_GOAL OF THE EXERCISE_
Go through the material below, count the lines with the word "tracing", and reply with the count alone.

_PROVIDED DATA_
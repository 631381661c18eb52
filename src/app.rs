use std::net::SocketAddr;

use axum::{routing::get, Router};
use tower_http::{cors::CorsLayer, trace::TraceLayer};

use crate::state::AppState;
use crate::{auth, cards, comments};

pub fn build_app(state: AppState) -> Router {
    Router::new()
        .merge(auth::router())
        .merge(cards::router())
        .merge(comments::router())
        .route("/health", get(|| async { "ok" }))
        .with_state(state)
        .layer(CorsLayer::permissive())
        .layer(
            TraceLayer::new_for_http()
                .make_span_with(|req: &axum::http::Request<_>| {
                    let method = req.method().clone();
                    let uri = req.uri().clone();
                    tracing::info_span!("http_request", %method, uri = %uri)
                })
                .on_response(
                    |res: &axum::http::Response<_>,
                     _latency: std::time::Duration,
                     span: &tracing::Span| {
                        let status = res.status();
                        span.record("status", tracing::field::display(status));
                        if status.is_server_error() {
                            tracing::error!(%status, "response");
                        } else {
                            tracing::info!(%status, "response");
                        }
                    },
                ),
        )
}

pub async fn serve(app: Router) -> anyhow::Result<()> {
    let addr: SocketAddr = format!(
        "{}:{}",
        std::env::var("APP_HOST").unwrap_or_else(|_| "0.0.0.0".into()),
        std::env::var("APP_PORT").unwrap_or_else(|_| "8080".into())
    )
    .parse()?;

    tracing::info!("listening on {}", addr);
    let listener = tokio::net::TcpListener::bind(addr).await?;
    axum::serve(listener, app).await?;
    Ok(())
}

_THE COMPLETED TASK_
6